**Exercise description**
In the records that follow, count the lines where the string "DetailSynchronizer" appears, and give the count with nothing added.

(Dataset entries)
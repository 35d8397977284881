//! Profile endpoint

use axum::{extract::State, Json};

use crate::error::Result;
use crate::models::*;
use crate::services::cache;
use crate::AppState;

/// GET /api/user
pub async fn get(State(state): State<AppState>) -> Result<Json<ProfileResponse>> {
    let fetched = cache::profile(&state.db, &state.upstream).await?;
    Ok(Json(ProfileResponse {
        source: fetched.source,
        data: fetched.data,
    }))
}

* * *

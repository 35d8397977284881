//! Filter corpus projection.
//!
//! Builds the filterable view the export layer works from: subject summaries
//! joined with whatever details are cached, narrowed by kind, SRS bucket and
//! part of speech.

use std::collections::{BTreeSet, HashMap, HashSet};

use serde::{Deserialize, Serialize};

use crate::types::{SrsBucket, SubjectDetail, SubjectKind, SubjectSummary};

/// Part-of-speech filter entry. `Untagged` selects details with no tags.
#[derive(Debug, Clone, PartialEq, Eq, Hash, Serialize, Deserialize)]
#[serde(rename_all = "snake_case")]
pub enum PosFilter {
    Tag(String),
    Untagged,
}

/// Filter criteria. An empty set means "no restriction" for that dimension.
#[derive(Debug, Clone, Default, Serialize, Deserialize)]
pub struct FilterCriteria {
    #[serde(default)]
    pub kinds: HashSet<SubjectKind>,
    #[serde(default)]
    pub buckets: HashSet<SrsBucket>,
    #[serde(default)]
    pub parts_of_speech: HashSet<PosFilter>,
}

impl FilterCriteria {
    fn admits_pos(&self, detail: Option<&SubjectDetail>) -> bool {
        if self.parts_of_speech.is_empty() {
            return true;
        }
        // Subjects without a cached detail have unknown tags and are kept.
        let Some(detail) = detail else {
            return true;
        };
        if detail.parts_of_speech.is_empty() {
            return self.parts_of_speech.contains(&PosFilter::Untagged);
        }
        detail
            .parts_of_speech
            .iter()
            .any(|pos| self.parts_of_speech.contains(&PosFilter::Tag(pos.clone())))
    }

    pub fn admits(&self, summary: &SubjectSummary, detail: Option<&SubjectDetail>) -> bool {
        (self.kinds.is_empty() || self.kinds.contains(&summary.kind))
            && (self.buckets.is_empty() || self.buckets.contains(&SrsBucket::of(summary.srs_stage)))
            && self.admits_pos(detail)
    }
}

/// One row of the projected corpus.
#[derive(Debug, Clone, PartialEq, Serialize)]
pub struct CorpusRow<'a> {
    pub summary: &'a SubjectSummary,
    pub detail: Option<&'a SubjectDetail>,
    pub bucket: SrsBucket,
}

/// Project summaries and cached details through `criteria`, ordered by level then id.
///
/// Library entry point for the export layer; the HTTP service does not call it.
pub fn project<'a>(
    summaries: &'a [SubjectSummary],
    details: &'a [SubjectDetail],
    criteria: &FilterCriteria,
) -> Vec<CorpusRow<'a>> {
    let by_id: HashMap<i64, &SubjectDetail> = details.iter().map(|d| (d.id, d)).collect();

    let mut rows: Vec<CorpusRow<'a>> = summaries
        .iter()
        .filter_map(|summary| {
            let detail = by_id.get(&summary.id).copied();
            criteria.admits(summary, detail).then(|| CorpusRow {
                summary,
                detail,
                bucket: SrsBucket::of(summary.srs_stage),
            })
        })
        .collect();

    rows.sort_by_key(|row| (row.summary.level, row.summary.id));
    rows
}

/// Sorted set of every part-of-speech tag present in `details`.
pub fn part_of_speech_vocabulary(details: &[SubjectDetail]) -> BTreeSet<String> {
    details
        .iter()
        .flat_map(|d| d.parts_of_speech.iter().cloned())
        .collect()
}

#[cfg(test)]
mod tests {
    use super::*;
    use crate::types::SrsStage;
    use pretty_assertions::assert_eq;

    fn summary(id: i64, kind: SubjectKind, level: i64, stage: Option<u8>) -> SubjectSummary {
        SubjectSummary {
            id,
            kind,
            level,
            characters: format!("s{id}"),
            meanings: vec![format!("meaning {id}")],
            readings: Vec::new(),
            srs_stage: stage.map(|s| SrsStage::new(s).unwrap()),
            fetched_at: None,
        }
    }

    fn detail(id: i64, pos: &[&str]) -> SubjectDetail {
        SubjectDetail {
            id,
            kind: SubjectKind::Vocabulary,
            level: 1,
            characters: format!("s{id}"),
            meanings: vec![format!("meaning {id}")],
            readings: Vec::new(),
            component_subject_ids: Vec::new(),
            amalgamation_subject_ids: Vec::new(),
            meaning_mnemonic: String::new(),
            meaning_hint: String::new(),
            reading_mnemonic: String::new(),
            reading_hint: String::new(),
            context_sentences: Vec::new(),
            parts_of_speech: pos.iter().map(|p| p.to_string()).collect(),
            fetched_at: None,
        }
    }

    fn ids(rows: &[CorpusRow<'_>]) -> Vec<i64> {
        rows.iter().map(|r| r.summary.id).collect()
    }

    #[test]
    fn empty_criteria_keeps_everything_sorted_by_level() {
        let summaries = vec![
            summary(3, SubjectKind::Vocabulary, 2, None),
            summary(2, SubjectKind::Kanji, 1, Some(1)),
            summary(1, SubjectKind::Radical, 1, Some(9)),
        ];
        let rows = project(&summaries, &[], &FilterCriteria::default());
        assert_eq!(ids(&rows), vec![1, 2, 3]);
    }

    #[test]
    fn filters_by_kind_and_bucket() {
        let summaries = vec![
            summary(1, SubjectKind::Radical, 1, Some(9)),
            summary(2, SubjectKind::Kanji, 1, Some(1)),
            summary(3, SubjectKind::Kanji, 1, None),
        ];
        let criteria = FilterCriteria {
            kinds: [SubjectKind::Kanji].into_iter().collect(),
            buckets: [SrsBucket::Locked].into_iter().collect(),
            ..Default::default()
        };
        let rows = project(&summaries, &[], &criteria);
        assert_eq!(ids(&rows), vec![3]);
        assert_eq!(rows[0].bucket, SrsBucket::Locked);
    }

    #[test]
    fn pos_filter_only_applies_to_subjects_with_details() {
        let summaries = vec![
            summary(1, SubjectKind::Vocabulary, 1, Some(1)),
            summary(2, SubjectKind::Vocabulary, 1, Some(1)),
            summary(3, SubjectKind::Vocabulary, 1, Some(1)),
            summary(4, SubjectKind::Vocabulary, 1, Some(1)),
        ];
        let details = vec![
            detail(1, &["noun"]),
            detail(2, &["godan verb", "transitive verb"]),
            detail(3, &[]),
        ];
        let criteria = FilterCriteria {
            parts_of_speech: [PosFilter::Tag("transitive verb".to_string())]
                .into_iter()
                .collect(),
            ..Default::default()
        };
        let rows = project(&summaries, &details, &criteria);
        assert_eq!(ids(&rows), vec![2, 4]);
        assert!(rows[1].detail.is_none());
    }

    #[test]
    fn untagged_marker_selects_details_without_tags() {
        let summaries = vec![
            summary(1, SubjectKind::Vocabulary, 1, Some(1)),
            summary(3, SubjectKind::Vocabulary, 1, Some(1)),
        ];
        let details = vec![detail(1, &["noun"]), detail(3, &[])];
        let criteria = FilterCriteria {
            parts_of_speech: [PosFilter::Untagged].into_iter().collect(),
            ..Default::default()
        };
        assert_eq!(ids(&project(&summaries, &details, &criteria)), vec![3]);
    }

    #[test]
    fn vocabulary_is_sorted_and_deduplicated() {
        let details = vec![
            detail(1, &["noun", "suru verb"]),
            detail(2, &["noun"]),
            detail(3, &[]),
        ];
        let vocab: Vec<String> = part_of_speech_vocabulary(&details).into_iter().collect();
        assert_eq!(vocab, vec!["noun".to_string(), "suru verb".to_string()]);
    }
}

...

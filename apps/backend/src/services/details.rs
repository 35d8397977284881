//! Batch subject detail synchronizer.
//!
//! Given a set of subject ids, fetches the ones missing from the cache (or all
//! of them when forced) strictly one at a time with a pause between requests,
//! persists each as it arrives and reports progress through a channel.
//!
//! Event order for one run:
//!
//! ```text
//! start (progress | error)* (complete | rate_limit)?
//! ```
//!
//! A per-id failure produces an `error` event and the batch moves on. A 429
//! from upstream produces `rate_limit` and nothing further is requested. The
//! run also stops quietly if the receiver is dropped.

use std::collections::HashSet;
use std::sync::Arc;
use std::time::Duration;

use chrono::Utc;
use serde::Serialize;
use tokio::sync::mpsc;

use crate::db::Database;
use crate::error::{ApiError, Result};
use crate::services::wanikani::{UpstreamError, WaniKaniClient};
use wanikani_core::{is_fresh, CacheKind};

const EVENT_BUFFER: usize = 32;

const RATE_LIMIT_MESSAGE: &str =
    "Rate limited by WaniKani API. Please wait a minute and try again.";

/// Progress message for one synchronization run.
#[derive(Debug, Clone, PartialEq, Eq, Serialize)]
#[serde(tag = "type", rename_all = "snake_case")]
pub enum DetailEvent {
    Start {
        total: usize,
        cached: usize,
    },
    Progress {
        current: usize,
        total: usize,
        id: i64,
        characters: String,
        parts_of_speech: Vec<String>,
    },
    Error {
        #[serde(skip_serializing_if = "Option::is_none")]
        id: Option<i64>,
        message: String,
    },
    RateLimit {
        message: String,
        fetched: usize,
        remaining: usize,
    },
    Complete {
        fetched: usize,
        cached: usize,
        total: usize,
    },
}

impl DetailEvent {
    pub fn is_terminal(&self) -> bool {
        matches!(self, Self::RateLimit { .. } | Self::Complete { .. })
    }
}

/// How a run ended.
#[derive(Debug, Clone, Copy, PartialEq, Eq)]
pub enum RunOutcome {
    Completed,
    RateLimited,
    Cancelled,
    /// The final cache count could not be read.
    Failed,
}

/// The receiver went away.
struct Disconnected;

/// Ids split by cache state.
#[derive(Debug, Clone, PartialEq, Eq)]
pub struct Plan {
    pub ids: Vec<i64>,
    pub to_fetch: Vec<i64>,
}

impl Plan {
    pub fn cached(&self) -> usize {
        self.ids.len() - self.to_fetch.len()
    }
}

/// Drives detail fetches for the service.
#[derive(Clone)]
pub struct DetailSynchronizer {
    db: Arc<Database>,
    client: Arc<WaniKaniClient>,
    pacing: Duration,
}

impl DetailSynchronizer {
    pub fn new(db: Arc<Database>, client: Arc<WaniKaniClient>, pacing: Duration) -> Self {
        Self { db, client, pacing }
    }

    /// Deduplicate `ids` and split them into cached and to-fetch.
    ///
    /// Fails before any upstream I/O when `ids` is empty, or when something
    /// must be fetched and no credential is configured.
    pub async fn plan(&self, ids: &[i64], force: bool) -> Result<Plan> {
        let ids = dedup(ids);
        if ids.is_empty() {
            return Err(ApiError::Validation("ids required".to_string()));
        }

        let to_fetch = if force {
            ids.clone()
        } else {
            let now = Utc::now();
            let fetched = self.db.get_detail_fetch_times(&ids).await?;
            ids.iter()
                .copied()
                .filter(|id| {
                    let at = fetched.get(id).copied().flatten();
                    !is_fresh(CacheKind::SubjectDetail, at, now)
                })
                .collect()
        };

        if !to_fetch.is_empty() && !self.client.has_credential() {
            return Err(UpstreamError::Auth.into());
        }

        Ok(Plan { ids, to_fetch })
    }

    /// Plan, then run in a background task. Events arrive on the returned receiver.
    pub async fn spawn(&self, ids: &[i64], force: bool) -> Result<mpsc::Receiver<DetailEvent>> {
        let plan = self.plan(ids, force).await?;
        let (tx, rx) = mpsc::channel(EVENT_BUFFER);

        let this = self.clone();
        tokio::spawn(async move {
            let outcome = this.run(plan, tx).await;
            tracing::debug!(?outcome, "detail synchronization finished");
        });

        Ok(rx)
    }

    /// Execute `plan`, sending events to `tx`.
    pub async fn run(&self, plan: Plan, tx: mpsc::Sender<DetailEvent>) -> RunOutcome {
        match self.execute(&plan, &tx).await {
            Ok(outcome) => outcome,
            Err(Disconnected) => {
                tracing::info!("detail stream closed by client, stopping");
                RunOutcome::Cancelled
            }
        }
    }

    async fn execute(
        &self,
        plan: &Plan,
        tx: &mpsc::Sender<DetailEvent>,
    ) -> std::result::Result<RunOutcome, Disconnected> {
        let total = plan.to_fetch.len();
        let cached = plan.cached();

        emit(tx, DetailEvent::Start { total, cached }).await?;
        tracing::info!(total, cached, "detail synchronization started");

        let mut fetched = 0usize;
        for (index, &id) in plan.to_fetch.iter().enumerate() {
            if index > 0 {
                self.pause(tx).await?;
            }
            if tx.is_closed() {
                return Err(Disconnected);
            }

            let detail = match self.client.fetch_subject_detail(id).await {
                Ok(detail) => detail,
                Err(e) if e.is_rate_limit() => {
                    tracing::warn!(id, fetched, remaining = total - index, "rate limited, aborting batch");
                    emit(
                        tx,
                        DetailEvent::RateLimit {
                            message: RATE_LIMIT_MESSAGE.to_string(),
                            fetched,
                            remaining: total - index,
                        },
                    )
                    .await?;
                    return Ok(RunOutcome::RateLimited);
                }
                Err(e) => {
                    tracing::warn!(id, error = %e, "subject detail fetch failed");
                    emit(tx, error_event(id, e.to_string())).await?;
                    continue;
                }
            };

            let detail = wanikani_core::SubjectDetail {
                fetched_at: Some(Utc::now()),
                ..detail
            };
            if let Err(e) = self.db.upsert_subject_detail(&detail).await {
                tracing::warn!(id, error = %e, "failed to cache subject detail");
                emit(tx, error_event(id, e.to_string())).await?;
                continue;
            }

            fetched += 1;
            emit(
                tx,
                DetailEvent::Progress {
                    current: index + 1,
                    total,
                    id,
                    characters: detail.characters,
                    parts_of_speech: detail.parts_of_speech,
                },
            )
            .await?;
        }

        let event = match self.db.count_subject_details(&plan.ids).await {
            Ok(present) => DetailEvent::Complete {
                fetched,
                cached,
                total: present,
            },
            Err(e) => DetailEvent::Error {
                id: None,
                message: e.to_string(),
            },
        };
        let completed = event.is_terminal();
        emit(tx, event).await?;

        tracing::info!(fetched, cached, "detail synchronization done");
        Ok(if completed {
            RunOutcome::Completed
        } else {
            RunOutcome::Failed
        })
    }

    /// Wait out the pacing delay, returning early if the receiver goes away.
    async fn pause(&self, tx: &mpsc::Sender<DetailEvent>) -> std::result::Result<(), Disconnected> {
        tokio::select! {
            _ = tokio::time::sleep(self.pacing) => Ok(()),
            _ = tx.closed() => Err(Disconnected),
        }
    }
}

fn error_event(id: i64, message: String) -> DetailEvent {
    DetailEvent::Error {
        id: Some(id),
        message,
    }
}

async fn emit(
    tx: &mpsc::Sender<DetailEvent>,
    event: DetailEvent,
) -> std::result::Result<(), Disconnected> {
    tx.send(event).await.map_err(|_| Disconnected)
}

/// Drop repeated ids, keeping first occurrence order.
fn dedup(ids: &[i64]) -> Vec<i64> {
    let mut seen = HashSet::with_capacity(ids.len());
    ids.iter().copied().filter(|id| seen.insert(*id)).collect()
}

**Solution to the exercise**
2